ERROR: LoadError: MethodError: no method matching filter(::getfield(Base, Symbol("##58#59")){typeof(isignored)}, ::Channel{Any})
Closest candidates are:
  filter(::Any, !Matched::Array{T,N}) where {T, N} at array.jl:2343
  filter(::Any, !Matched::BitArray) at bitarray.jl:1710
  filter(::Any, !Matched::AbstractArray) at array.jl:2355
  ...
Stacktrace:
 [1] formatjuliafiles(::String) at /Users/qz/.julia/config/format.jl:15
 [2] top-level scope at /Users/qz/.julia/config/format.jl:27
 [3] include at ./boot.jl:328 [inlined]
 [4] include_relative(::Module, ::String) at ./loading.jl:1094
 [5] include(::Module, ::String) at ./Base.jl:31
 [6] exec_options(::Base.JLOptions) at ./client.jl:295
 [7] _start() at ./client.jl:468
in expression starting at /Users/qz/.julia/config/format.jl:27

What’s wrong with my script?
BTW, I will post this script as a gist later to help the community.

1 Like

I don’t think its necessary to call formatjuliafiles recursively, as walkdir already iterates over everything on its own.
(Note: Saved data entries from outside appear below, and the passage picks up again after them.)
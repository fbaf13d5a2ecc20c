//! Stripe webhook signature verification.
//!
//! The `stripe-signature` header has the form `t=<unix secs>,v1=<hex>[,v1=<hex>...]`.
//! Each `v1` value is an HMAC-SHA256 of `"<t>.<raw body>"` keyed by the
//! endpoint's signing secret; any one of them matching is enough.

use std::fmt;

use hmac::{Hmac, Mac};
use sha2::Sha256;
use subtle::ConstantTimeEq;
use thiserror::Error;

type HmacSha256 = Hmac<Sha256>;

/// Header carrying the signature.
pub const SIGNATURE_HEADER: &str = "stripe-signature";

/// Oldest accepted timestamp, in seconds before now.
pub const TIMESTAMP_TOLERANCE_SECS: i64 = 300;

/// Clock skew accepted for timestamps ahead of now.
pub const FUTURE_TOLERANCE_SECS: i64 = 60;

#[derive(Debug, Error, PartialEq, Eq)]
pub enum SignatureError {
    #[error("Missing signature header")]
    MissingHeader,

    #[error("Invalid signature format")]
    Malformed,

    #[error("Invalid timestamp in signature")]
    InvalidTimestamp,

    #[error("Signature timestamp outside tolerance")]
    OutsideTolerance,

    #[error("Signature mismatch")]
    Mismatch,

    #[error("Invalid webhook secret")]
    InvalidSecret,
}

/// Computes the hex `v1` signature for a payload signed at `timestamp`.
pub fn compute_signature(
    secret: &str,
    timestamp: impl fmt::Display,
    payload: &[u8],
) -> Result<String, SignatureError> {
    let mut mac = HmacSha256::new_from_slice(secret.as_bytes())
        .map_err(|_| SignatureError::InvalidSecret)?;
    mac.update(timestamp.to_string().as_bytes());
    mac.update(b".");
    mac.update(payload);
    Ok(hex::encode(mac.finalize().into_bytes()))
}

/// Verifies `header` against `payload`, with `now` in unix seconds.
pub fn verify_signature(
    secret: &str,
    header: &str,
    payload: &[u8],
    now: i64,
) -> Result<(), SignatureError> {
    let mut timestamp = None;
    let mut signatures = Vec::new();
    for part in header.split(',') {
        let part = part.trim();
        if let Some(t) = part.strip_prefix("t=") {
            timestamp = Some(t);
        } else if let Some(s) = part.strip_prefix("v1=") {
            signatures.push(s);
        }
    }

    let raw_timestamp = timestamp.ok_or(SignatureError::Malformed)?;
    let timestamp: i64 = raw_timestamp
        .parse()
        .map_err(|_| SignatureError::InvalidTimestamp)?;
    if signatures.is_empty() {
        return Err(SignatureError::Malformed);
    }

    let age = now
        .checked_sub(timestamp)
        .ok_or(SignatureError::OutsideTolerance)?;
    if age > TIMESTAMP_TOLERANCE_SECS || age < -FUTURE_TOLERANCE_SECS {
        tracing::warn!(age, "webhook timestamp outside tolerance");
        return Err(SignatureError::OutsideTolerance);
    }

    let expected = compute_signature(secret, raw_timestamp, payload)?;
    let matched = signatures.iter().any(|candidate| {
        candidate.len() == expected.len()
            && bool::from(candidate.as_bytes().ct_eq(expected.as_bytes()))
    });
    if matched {
        Ok(())
    } else {
        Err(SignatureError::Mismatch)
    }
}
All you need to do is to filter the root for an occurrence you don’t like:

function formatjuliafiles(path)
  ignoredPaths = [".git", ".idea", ".vscode"]
  isignored(path) = any(occursin(ip, path) for ip in ignoredPaths)
  isjuliafile(path) = splitext(basename(path))[2] == ".jl"
  for (root, dirs, files) in walkdir(path)
    isignored(root) && continue
    for file in files
      !isjuliafile(file) && continue
      println("formatting: " * joinpath(root,file))
      #format_file(joinpath(root,file), 4, 120; overwrite=true)
    end
  end
end

There are definitely more performant ways to do this, but the function does what its supposed to…

1 Like

Thank you, I was confused because I was regarding walkdir similar as Python’s os.listdir (which only list one depth of directory and files) but it actually goes through every file and directory…

Here the gist is.
There is only one problem of the code: it ignores the package root. Now we have to run this code under <root>/src/. So if someone has some Julia files under <root>/scripts/ or so they will not be formatted.

disclaimer: I am the author of Continuables.jl

after years I myself stumble upon this and for me the accepted solution is very bad, as walkdir still recurses into the directories which should be skipped. This is especially costly for something like .git directory which you want to ignore.

The best and most flexible way to solve this was actually to use one of my older packages Continuables.jl which give you python-like generators in julia.

Here a fully working version, very well readable while still giving you all possibilities to apply your individual filterings

list_all_juliafiles(path=abspath(".")) = @cont begin
    if isfile(path)
        endswith(path, ".jl") && cont(path)
    elseif isdir(path)
        basename(path) in (".git",) && return
        for file in readdir(path)
            foreach(cont, list_all_juliafiles(joinpath(path, file)))
        end
    end
end

collect(list_all_juliafiles())
2 Likes